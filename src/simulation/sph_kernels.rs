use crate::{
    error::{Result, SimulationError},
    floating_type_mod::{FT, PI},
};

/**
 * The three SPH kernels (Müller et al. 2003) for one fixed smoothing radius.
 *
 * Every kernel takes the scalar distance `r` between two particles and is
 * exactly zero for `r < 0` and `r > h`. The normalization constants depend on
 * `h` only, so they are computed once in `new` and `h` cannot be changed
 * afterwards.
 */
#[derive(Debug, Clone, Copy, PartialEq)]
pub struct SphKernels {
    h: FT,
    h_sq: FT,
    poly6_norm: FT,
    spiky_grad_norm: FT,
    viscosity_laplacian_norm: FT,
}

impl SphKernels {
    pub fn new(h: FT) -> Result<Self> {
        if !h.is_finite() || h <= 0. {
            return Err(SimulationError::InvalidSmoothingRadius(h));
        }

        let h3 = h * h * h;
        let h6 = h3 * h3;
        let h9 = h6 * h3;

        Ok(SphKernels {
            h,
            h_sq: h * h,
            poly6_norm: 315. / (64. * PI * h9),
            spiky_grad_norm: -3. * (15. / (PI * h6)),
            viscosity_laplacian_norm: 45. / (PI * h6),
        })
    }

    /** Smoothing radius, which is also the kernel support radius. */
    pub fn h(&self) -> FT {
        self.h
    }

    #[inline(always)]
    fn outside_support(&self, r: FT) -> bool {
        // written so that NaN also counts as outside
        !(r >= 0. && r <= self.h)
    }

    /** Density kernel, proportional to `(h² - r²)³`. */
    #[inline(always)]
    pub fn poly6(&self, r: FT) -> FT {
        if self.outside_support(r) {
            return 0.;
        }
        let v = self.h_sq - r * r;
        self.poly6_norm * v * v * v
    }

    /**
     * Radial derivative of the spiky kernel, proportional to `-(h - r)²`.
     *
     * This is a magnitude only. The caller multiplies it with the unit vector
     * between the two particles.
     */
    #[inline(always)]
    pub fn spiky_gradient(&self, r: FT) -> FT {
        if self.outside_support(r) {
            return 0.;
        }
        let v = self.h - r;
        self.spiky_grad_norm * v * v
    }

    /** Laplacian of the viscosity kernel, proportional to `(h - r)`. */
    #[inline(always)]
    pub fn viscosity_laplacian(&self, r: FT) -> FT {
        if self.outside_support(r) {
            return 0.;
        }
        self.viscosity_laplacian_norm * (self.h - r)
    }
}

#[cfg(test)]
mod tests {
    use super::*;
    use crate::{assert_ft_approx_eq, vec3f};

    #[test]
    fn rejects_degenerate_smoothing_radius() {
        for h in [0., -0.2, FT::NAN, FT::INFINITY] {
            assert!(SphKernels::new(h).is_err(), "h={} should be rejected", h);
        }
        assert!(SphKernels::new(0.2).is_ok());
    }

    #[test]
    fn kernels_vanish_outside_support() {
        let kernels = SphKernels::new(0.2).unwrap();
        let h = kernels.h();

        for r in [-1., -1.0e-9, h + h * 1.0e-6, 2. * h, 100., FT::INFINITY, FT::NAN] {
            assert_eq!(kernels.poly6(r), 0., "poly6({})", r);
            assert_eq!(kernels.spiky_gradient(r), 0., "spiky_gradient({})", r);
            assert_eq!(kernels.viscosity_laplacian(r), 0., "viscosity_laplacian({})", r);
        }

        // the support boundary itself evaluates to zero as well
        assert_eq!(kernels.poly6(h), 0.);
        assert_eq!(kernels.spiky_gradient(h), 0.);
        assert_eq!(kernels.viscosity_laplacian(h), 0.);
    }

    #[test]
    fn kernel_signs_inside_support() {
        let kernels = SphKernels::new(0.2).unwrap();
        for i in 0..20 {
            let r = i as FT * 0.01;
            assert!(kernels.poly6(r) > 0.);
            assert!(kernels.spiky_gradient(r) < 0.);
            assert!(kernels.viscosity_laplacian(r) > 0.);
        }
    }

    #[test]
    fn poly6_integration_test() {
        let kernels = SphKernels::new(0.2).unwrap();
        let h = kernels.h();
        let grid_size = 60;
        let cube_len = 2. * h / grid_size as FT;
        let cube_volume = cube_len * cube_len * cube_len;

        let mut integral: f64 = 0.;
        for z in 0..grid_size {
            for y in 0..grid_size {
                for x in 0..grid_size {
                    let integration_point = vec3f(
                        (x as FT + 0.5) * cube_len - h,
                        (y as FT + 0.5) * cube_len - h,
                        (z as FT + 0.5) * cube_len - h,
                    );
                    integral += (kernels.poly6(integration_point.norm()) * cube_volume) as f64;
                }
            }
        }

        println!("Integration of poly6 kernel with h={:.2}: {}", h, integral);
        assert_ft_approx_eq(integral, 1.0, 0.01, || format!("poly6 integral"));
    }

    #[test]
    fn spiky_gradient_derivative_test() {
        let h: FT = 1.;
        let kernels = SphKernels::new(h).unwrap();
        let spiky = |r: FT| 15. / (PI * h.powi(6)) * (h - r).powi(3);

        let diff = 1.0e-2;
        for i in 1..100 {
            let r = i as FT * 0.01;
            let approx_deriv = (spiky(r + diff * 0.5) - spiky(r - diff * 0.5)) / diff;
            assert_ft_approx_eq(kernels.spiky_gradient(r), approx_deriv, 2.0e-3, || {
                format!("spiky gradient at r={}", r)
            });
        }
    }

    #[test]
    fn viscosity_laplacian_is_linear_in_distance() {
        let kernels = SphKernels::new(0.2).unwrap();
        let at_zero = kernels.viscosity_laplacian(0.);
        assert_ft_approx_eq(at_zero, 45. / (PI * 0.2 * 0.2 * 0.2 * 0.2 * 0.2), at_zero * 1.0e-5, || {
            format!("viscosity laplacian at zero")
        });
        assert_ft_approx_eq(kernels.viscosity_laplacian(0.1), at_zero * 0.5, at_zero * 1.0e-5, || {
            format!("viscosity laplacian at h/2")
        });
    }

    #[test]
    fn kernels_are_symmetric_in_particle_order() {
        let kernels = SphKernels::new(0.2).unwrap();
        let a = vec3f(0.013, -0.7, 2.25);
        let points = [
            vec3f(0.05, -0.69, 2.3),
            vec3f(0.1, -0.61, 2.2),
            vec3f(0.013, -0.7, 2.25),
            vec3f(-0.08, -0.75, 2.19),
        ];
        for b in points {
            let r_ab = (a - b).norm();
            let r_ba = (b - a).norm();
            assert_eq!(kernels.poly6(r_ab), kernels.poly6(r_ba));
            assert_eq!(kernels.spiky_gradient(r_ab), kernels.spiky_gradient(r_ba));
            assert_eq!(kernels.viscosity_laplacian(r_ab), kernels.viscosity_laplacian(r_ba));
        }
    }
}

Required work: Nothing should appear in the answer except the lines above from the line with "counts as outside" through the line with "pub fn spiky_gradient(&self, r: FT)", both included, written out exactly.

Solved problem:
        // written so that NaN also counts as outside
        !(r >= 0. && r <= self.h)
    }

    /** Density kernel, proportional to `(h² - r²)³`. */
    #[inline(always)]
    pub fn poly6(&self, r: FT) -> FT {
        if self.outside_support(r) {
            return 0.;
        }
        let v = self.h_sq - r * r;
        self.poly6_norm * v * v * v
    }

    /**
     * Radial derivative of the spiky kernel, proportional to `-(h - r)²`.
     *
     * This is a magnitude only. The caller multiplies it with the unit vector
     * between the two particles.
     */
    #[inline(always)]
    pub fn spiky_gradient(&self, r: FT) -> FT {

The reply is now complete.